On Apr 2, 6:03 pm, "jason.cipri...@gmail.com"
<jason.cipri...@gmail.com> wrote:
Here is an example with 3 files, containing a template
structure and also a template function. The header A.h
declares a template structure A with a default (i.e. for any
template parameter), inlined constructor implementation, and
also declares a template function f. The file main.cpp
contains some test code and also the default implementation
for f(). The file spec.cpp contains some explicitly
specialized stuff:
==== A.h ====
#include <iostream>
using std::cout;
using std::endl;
template <int> struct A {
A () { cout << "default" << endl; }
};
template <int> void f ();
==== main.cpp ====
#include "A.h"
template <int> void f () { cout << "default" << endl; }
int main () {
A<0> x;
A<1> y;
f<0>();
f<1>();
return 0;
}
==== spec.cpp ====
#include "A.h"
template<> A<1>::A () { cout << "A 1!" << endl; }
template<> void f<1> () { cout << "f 1!" << endl; }
==== END EXAMPLE ====
When using GCC, if I only compile main.cpp:
g++ main.cpp
Running the program produces the output:
default
default
default
default
Which makes sense. The default A::A() and f() implementations
print the word "default". If I simply add spec.cpp:
g++ main.cpp spec.cpp
The linker seems to know that since explicit specializations
of certain functions are present in other object files, it
should use them instead of the default implementations, and
the output is:
default
A 1!
default
f 1!
I have not tried this with any other compilers besides GCC
4.1.2. My question is: Is the behavior of the linker here
specific to GCC's linker? Or is it always guaranteed that if
one object file contains definitions for explicit
specializations of template functions, and that object file is
linked, then they will be used everywhere? The biggest reason
that I'm unsure is the linker has to do a small amount of
magic to make this work; falling back on the default
implementation if no explicit specializations were found, so
I'm wondering if that magic is defined by C++ or is a GCC
implementation detail.
=A714.7.3/6: "If a template, a member template or the member of a
class template is explicitly specialized then that
specialization shall be declared before the first use of that
specialization that would cause an implicit instantiation to
take place, in every translation unit in which such a use
occurs; no diagnostic is required." In other words, undefined
behavior.
FWIW: I think that in main.cpp, g++ instantiates your template,
affecting the instantiation to a weak symbol definition.
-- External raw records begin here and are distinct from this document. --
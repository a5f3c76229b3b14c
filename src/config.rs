use std::time::Duration;

use tracing::warn;

pub const DEFAULT_HOST: &str = "127.0.0.1";
pub const DEFAULT_PORT: u16 = 11300;
pub const DEFAULT_TIMEOUT: Duration = Duration::from_secs(2);

#[derive(Debug, Clone, PartialEq, Eq)]
pub struct ConnectionParameters {
    pub host: String,
    pub port: u16,
    pub timeout: Duration,
}

impl ConnectionParameters {
    /// A missing or zero timeout falls back to [`DEFAULT_TIMEOUT`].
    pub fn new(host: impl Into<String>, port: u16, timeout: Option<Duration>) -> Self {
        Self {
            host: host.into(),
            port,
            timeout: timeout
                .filter(|timeout: &Duration| !timeout.is_zero())
                .unwrap_or(DEFAULT_TIMEOUT),
        }
    }
}

impl Default for ConnectionParameters {
    fn default() -> Self {
        Self::new(DEFAULT_HOST, DEFAULT_PORT, None)
    }
}

/// Reads a timeout given in (possibly fractional) seconds.
pub fn parse_timeout(value: &str) -> Duration {
    let parsed: Option<Duration> = value
        .trim()
        .parse::<f64>()
        .ok()
        .and_then(|secs: f64| Duration::try_from_secs_f64(secs).ok())
        .filter(|timeout: &Duration| !timeout.is_zero());
    match parsed {
        Some(timeout) => timeout,
        None => {
            warn!(value, default = ?DEFAULT_TIMEOUT, "ignoring invalid timeout");
            DEFAULT_TIMEOUT
        }
    }
}
use std::{
    io::{self, stdin, stdout, BufRead, StdinLock, StdoutLock, Write},
    process::exit,
    time::Duration,
};

use clap::{value_parser, Arg, ArgAction, ArgMatches, Command};
use rsbeanstalk::{
    config::{parse_timeout, DEFAULT_HOST},
    Connection, ConnectionParameters, RawCommand, RawResponse, DEFAULT_PORT, DEFAULT_TIMEOUT,
};
use thiserror::Error;
use tracing_subscriber::EnvFilter;
use util::fatal;

mod util;

#[derive(Error, Debug)]
pub enum ReadCommandError {
    #[error("cannot write to stdout")]
    StdoutWriteError(io::Error),
    #[error("cannot read from stdin")]
    StdinReadError(io::Error),
}

/// Prompts for one line; `None` once stdin is exhausted.
pub fn read_input(prompt: &str) -> Result<Option<String>, ReadCommandError> {
    let mut stdout: StdoutLock<'_> = stdout().lock();
    if let Err(err) = stdout.write_all(prompt.as_bytes()) {
        return Err(ReadCommandError::StdoutWriteError(err));
    }
    if let Err(err) = stdout.flush() {
        return Err(ReadCommandError::StdoutWriteError(err));
    }
    let mut input: String = String::new();
    let mut stdin: StdinLock<'_> = stdin().lock();
    match stdin.read_line(&mut input) {
        Ok(0) => Ok(None),
        Ok(_) => Ok(Some(input.trim_end_matches(['\r', '\n']).to_owned())),
        Err(err) => Err(ReadCommandError::StdinReadError(err)),
    }
}

/// `put <pri> <delay> <ttr>` without a byte count gets the body's length appended.
pub fn complete_put_line(line: &str, body: &[u8]) -> String {
    if line.split_whitespace().count() == 4 {
        format!("{} {}", line.trim(), body.len())
    } else {
        line.trim().to_owned()
    }
}

pub fn read_command() -> Result<Option<RawCommand>, ReadCommandError> {
    let Some(line) = read_input("> ")? else {
        return Ok(None);
    };
    if line.split_whitespace().next() != Some("put") {
        return Ok(Some(RawCommand::new(line.trim())));
    }
    let body: String = read_input("body> ")?.unwrap_or_default();
    Ok(Some(RawCommand::with_data(
        complete_put_line(&line, body.as_bytes()),
        body,
    )))
}

pub fn print_response(response: &RawResponse) {
    if response.args.is_empty() {
        println!("< {}", response.status);
    } else {
        println!("< {} {}", response.status, response.args.join(" "));
    }
    if let Some(data) = &response.data {
        for line in String::from_utf8_lossy(data).lines() {
            println!("< {}", line);
        }
    }
}

pub enum TransmissionResult {
    Success { response: RawResponse },
    Error(anyhow::Error),
    Fatal(anyhow::Error),
}

/// Server-reported and parser errors leave the stream usable; the rest do not.
pub fn transmission(connection: &mut Connection, command: &RawCommand) -> TransmissionResult {
    match connection.dispatch(command) {
        Ok(response) => TransmissionResult::Success { response },
        Err(err @ (rsbeanstalk::Error::Server(_) | rsbeanstalk::Error::Response(_))) => {
            TransmissionResult::Error(err.into())
        }
        Err(err) => TransmissionResult::Fatal(err.into()),
    }
}

fn init_logging() {
    let _ = tracing_subscriber::fmt()
        .with_env_filter(EnvFilter::from_default_env())
        .with_writer(io::stderr)
        .try_init();
}

pub fn main() {
    init_logging();
    let args: ArgMatches = Command::new("rsbeanstalk")
        .about("A simple beanstalkd client written in rust")
        .arg(
            Arg::new("host")
                .help(format!("hostname of the server (default: {})", DEFAULT_HOST))
                .required(false),
        )
        .arg(
            Arg::new("port")
                .help(format!("port of the server (default: {})", DEFAULT_PORT))
                .required(false)
                .short('p')
                .long("port")
                .value_parser(value_parser!(u16)),
        )
        .arg(
            Arg::new("timeout")
                .help(format!(
                    "timeout of connect, send and receive in seconds (default: {} s)",
                    DEFAULT_TIMEOUT.as_secs()
                ))
                .required(false)
                .short('t')
                .long("timeout"),
        )
        .arg(
            Arg::new("check")
                .help("only check whether the server accepts connections")
                .long("check")
                .action(ArgAction::SetTrue),
        )
        .get_matches();
    let host: String = args
        .get_one::<String>("host")
        .map(|host: &String| host.to_owned())
        .unwrap_or_else(|| DEFAULT_HOST.to_owned());
    let port: u16 = args.get_one::<u16>("port").copied().unwrap_or(DEFAULT_PORT);
    let timeout: Option<Duration> = args
        .get_one::<String>("timeout")
        .map(|timeout: &String| parse_timeout(timeout));
    let mut connection: Connection =
        Connection::new(ConnectionParameters::new(host, port, timeout));

    if args.get_flag("check") {
        let listening: bool = connection.is_service_listening();
        println!(
            "{}:{} is {}",
            connection.host(),
            connection.port(),
            if listening { "listening" } else { "not listening" }
        );
        exit(if listening { 0 } else { 1 });
    }

    println!("Type your command or \"quit\" to disconnect");
    loop {
        let command: RawCommand = match read_command() {
            Ok(Some(command)) => command,
            Ok(None) => break,
            Err(err) => fatal(&format!("{err}")),
        };
        if command.line.is_empty() {
            continue;
        }
        if command.line == "quit" || command.line == "disconnect" {
            break;
        }
        match transmission(&mut connection, &command) {
            TransmissionResult::Success { response } => print_response(&response),
            TransmissionResult::Error(err) => eprintln!("{err}"),
            TransmissionResult::Fatal(err) => fatal(&format!("{err}")),
        }
    }
    if connection.has_socket() {
        connection
            .disconnect()
            .unwrap_or_else(|err| fatal(&format!("{err}")));
    }
}
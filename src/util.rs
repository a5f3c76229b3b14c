use std::process::exit;

fn fatal_line(msg: &str) -> String {
    format!("FATAL: {}", msg)
}

/// Reports `msg` once on stderr and exits; the log subscriber writes there too.
pub fn fatal(msg: &str) -> ! {
    eprintln!("{}", fatal_line(msg));
    exit(1);
}
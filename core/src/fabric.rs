//! Fabric claim overlap.
//!
//! Claims are compared pairwise. Inputs are at most a few thousand claims, so
//! the quadratic pass is fine. Shared cells are enumerated one by one, so
//! callers should keep claims on the fabric; [`parse_claims`] rejects any
//! claim reaching past [`FABRIC_SIDE`].
//!
//! [`parse_claims`]: crate::parse_claims
//! [`FABRIC_SIDE`]: crate::FABRIC_SIDE

use std::collections::HashSet;

use drift_types::{Claim, ClaimId};

/// Every cell covered by at least two claims.
#[must_use]
pub fn overlapping_cells(claims: &[Claim]) -> HashSet<(u64, u64)> {
    let mut cells = HashSet::new();
    for (index, first) in claims.iter().enumerate() {
        for second in &claims[index + 1..] {
            if let Some(shared) = first.rect.intersection(&second.rect) {
                cells.extend(shared.cells());
            }
        }
    }
    cells
}

/// Square inches of fabric inside two or more claims.
#[must_use]
pub fn overlap_area(claims: &[Claim]) -> usize {
    let area = overlapping_cells(claims).len();
    tracing::debug!(claims = claims.len(), area, "Counted overlapping fabric");
    area
}

/// The first claim, in input order, that shares no cell with any other claim.
#[must_use]
pub fn intact_claim(claims: &[Claim]) -> Option<ClaimId> {
    claims
        .iter()
        .enumerate()
        .find(|&(index, claim)| {
            claims
                .iter()
                .enumerate()
                .all(|(other_index, other)| other_index == index || !claim.rect.overlaps(&other.rect))
        })
        .map(|(_, claim)| claim.id)
}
In
spec.cpp, the specialization generates a normal symbol
definition. The rules of the linker are to first resolve using
a normal symbol definition, if one exists (and more than one is
an error), then try using weak definitions (choosing one more or
less at random if more than one occurs). I think that this is a
relatively common implementation, so there is a fairly good
chance your code will actually work. It's still undefined
behavior, however, and I don't think even g++ actually
guarantees it. In other words, referring to your subject line,
it's not even compiler-defined; it just happens to work that
way, as a side effect of certain implementation choices, which
might change in the next version of the compiler.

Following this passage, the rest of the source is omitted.